GIVEN ENTRIES:
::::::

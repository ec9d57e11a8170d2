//! Integration tests for the crawl orchestrator
//!
//! These tests drive full profile and single-post crawls against the
//! scripted browser and store the results in an in-memory database.

use comment_sentry::browser::scripted::{ScriptedBrowser, ScriptedPage};
use comment_sentry::browser::DeviceProfile;
use comment_sentry::config::Config;
use comment_sentry::crawler::{CrawlOrchestrator, Politeness};
use comment_sentry::harvest::ITEM_SELECTORS;
use comment_sentry::scoring::{HttpToxicityModel, LexiconScorer, ScoringPipeline};
use comment_sentry::state::CrawlState;
use comment_sentry::storage::{CommentStore, SqliteStore};
use std::path::Path;
use std::sync::Arc;
use wiremock::matchers::{method, path};
use wiremock::{Mock, MockServer, ResponseTemplate};

const PROFILE: &str = "https://example.com/user/alice";

/// Creates a test configuration writing snapshots to `debug_dir`
fn create_test_config(debug_dir: &Path) -> Config {
    let mut config = Config::default();
    config.output.debug_dir = debug_dir.display().to_string();
    config
}

fn create_orchestrator(
    browser: &Arc<ScriptedBrowser>,
    config: &Config,
    scoring: ScoringPipeline,
) -> CrawlOrchestrator<ScriptedBrowser> {
    CrawlOrchestrator::new(Arc::clone(browser), config, scoring)
        .expect("Failed to build orchestrator")
        .with_politeness(Politeness::none())
}

fn rules_only(config: &Config) -> ScoringPipeline {
    ScoringPipeline::new(Arc::new(LexiconScorer::default()), &config.scoring)
}

fn anchors(range: std::ops::Range<u32>) -> String {
    range
        .map(|i| format!(r#"<a href="/post/{i}">post {i}</a>"#))
        .collect()
}

fn post_page(comments: &[&str]) -> ScriptedPage {
    ScriptedPage::new()
        .title("A post")
        .elements(ITEM_SELECTORS[0], comments)
}

fn post_url(i: u32) -> String {
    format!("https://example.com/post/{i}")
}

fn files_in(dir: &Path) -> Vec<String> {
    std::fs::read_dir(dir)
        .map(|entries| {
            let mut names: Vec<String> = entries
                .filter_map(|e| e.ok())
                .map(|e| e.file_name().to_string_lossy().to_string())
                .collect();
            names.sort();
            names
        })
        .unwrap_or_default()
}

#[tokio::test]
async fn test_profile_falls_back_to_desktop_and_stores() {
    let dir = tempfile::tempdir().unwrap();
    let config = create_test_config(dir.path());

    let browser = Arc::new(ScriptedBrowser::new());
    browser.add_page(
        DeviceProfile::Mobile,
        PROFILE,
        ScriptedPage::new().frame("<div>Get the app to continue</div>"),
    );
    browser.add_page(
        DeviceProfile::Desktop,
        PROFILE,
        ScriptedPage::new().frame(&anchors(1..3)),
    );
    browser.add_page_all(&post_url(1), post_page(&["ann\nlove this", "bo\nyou pathetic loser, die"]));
    browser.add_page_all(&post_url(2), post_page(&["cy\nso pretty"]));

    let report = create_orchestrator(&browser, &config, rules_only(&config))
        .crawl_profile(PROFILE)
        .await
        .unwrap();

    assert_eq!(report.posts.len(), 2);
    assert_eq!(report.total_comments(), 3);
    assert_eq!(report.flagged_count(), 1);
    assert!(report.trail.visited(CrawlState::ErrorFallback));
    assert_eq!(report.trail.current(), CrawlState::Done);
    assert_eq!(browser.opened_contexts()[..2], [DeviceProfile::Mobile, DeviceProfile::Desktop]);
    assert_eq!(browser.closed_contexts(), browser.opened_contexts().len());

    let mut store = SqliteStore::new_in_memory().unwrap();
    assert_eq!(store.upsert(&report.rows).unwrap(), 3);
    assert_eq!(store.count_flagged().unwrap(), 1);

    let flagged = report.rows.iter().find(|r| r.flagged).unwrap();
    assert_eq!(flagged.author, "bo");
    assert!(flagged.post_url.starts_with("https://example.com/post/1?region=US"));
}

#[tokio::test]
async fn test_max_posts_limits_visits() {
    let dir = tempfile::tempdir().unwrap();
    let mut config = create_test_config(dir.path());
    config.crawler.max_posts = 5;

    let browser = Arc::new(ScriptedBrowser::new());
    browser.add_page_all(PROFILE, ScriptedPage::new().frame(&anchors(1..9)));
    for i in 1..9 {
        browser.add_page_all(&post_url(i), post_page(&["x\nhello"]));
    }

    let report = create_orchestrator(&browser, &config, rules_only(&config))
        .crawl_profile(PROFILE)
        .await
        .unwrap();

    let visited: Vec<&str> = report.posts.iter().map(|p| p.url.as_str()).collect();
    assert_eq!(visited.len(), 5);
    for (i, url) in visited.iter().enumerate() {
        assert!(url.starts_with(&post_url(i as u32 + 1)));
    }
    assert!(!browser
        .navigations()
        .iter()
        .any(|n| n.starts_with(&post_url(6))));
}

#[tokio::test]
async fn test_structured_data_fallback() {
    let dir = tempfile::tempdir().unwrap();
    let config = create_test_config(dir.path());

    let block = serde_json::json!({
        "@type": "SocialMediaPosting",
        "comment": [
            {"author": {"name": "dee"}, "text": "first!"},
            {"author": "eli", "commentText": "second"}
        ]
    })
    .to_string();

    let browser = Arc::new(ScriptedBrowser::new());
    browser.add_page_all(
        &post_url(1),
        ScriptedPage::new().elements("script[type='application/ld+json']", &[&block]),
    );

    let report = create_orchestrator(&browser, &config, rules_only(&config))
        .crawl_single(&post_url(1))
        .await
        .unwrap();

    let authors: Vec<&str> = report.rows.iter().map(|r| r.author.as_str()).collect();
    assert_eq!(authors, vec!["dee", "eli"]);
    assert_eq!(report.posts[0].profile, Some(DeviceProfile::Mobile));
    assert!(files_in(dir.path()).is_empty());
}

#[tokio::test]
async fn test_post_without_comments_snapshots_once() {
    let dir = tempfile::tempdir().unwrap();
    let config = create_test_config(dir.path());

    let browser = Arc::new(ScriptedBrowser::new());
    browser.add_page_all(
        &post_url(1),
        ScriptedPage::new().frame("<main>Comments are only visible in the app</main>"),
    );

    let report = create_orchestrator(&browser, &config, rules_only(&config))
        .crawl_single(&post_url(1))
        .await
        .unwrap();

    assert!(report.is_empty());
    assert_eq!(report.posts[0].profile, None);
    assert_eq!(report.trail.current(), CrawlState::Failed);
    assert!(report.trail.is_consistent());

    let files = files_in(dir.path());
    assert_eq!(files.len(), 2);
    assert!(files.iter().all(|f| f.starts_with("no-comments-")));
    assert!(files[0].ends_with(".html"));
    assert!(files[1].ends_with(".png"));
}

#[tokio::test]
async fn test_recrawl_upserts_without_duplicates() {
    let dir = tempfile::tempdir().unwrap();
    let config = create_test_config(dir.path());

    let browser = Arc::new(ScriptedBrowser::new());
    browser.add_page_all(&post_url(7), post_page(&["fay\nhi", "gus\nhey"]));
    let orchestrator = create_orchestrator(&browser, &config, rules_only(&config));
    let mut store = SqliteStore::new_in_memory().unwrap();

    let first = orchestrator.crawl_single(&post_url(7)).await.unwrap();
    store.upsert(&first.rows).unwrap();
    let second = orchestrator.crawl_single(&post_url(7)).await.unwrap();
    store.upsert(&second.rows).unwrap();

    assert_eq!(first.rows[0].id, second.rows[0].id);
    assert_eq!(store.count_comments().unwrap(), 2);
    assert_eq!(store.comments_per_post().unwrap()[0].comments, 2);
}

#[tokio::test]
async fn test_profile_timeout_retries_with_region_hint() {
    let dir = tempfile::tempdir().unwrap();
    let config = create_test_config(dir.path());

    let browser = Arc::new(ScriptedBrowser::new());
    browser.add_page_all(PROFILE, ScriptedPage::new().frame(&anchors(1..2)).fail_goto(1));
    browser.add_page_all(&post_url(1), post_page(&["hal\nok"]));

    let report = create_orchestrator(&browser, &config, rules_only(&config))
        .crawl_profile(PROFILE)
        .await
        .unwrap();

    let navigations = browser.navigations();
    assert_eq!(navigations[0], PROFILE);
    assert_eq!(navigations[1], format!("{}?region=US", PROFILE));
    assert_eq!(report.total_comments(), 1);
    assert!(!report.trail.visited(CrawlState::ErrorFallback));
    assert_eq!(browser.opened_contexts()[0], DeviceProfile::Mobile);
}

#[tokio::test]
async fn test_model_scores_flag_comments() {
    let mock_server = MockServer::start().await;
    Mock::given(method("POST"))
        .and(path("/predict"))
        .respond_with(ResponseTemplate::new(200).set_body_json(serde_json::json!({
            "toxicity": [0.92, 0.03],
            "insult": [0.40, 0.01]
        })))
        .expect(1)
        .mount(&mock_server)
        .await;

    let dir = tempfile::tempdir().unwrap();
    let config = create_test_config(dir.path());
    let model = HttpToxicityModel::new(format!("{}/predict", mock_server.uri())).unwrap();
    let scoring = rules_only(&config).with_model(Arc::new(model));

    let browser = Arc::new(ScriptedBrowser::new());
    browser.add_page_all(&post_url(3), post_page(&["ivy\nsubtle venom", "jo\nnice"]));

    let report = create_orchestrator(&browser, &config, scoring)
        .crawl_single(&post_url(3))
        .await
        .unwrap();

    assert_eq!(report.total_comments(), 2);
    assert!(report.rows[0].flagged);
    assert!(!report.rows[1].flagged);
    let scores = report.rows[0].model_scores.as_ref().unwrap();
    assert_eq!(scores["toxicity"], 0.92);
    assert_eq!(scores["insult"], 0.40);
}

#[tokio::test]
async fn test_model_outage_degrades_to_rules() {
    let mock_server = MockServer::start().await;
    Mock::given(method("POST"))
        .respond_with(ResponseTemplate::new(503))
        .mount(&mock_server)
        .await;

    let dir = tempfile::tempdir().unwrap();
    let config = create_test_config(dir.path());
    let model = HttpToxicityModel::new(mock_server.uri()).unwrap();
    let scoring = rules_only(&config).with_model(Arc::new(model));

    let browser = Arc::new(ScriptedBrowser::new());
    browser.add_page_all(&post_url(4), post_page(&["kim\nworthless idiot", "lu\nnice"]));

    let report = create_orchestrator(&browser, &config, scoring)
        .crawl_single(&post_url(4))
        .await
        .unwrap();

    assert_eq!(report.total_comments(), 2);
    assert!(report.rows.iter().all(|r| r.model_scores.is_none()));
    assert_eq!(report.flagged_count(), 1);
}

::::::

TO DO:
Show all lines in the records above that hold "range".

SOLUTION TO THIS PROBLEM:
fn anchors(range: std::ops::Range<u32>) -> String {
    range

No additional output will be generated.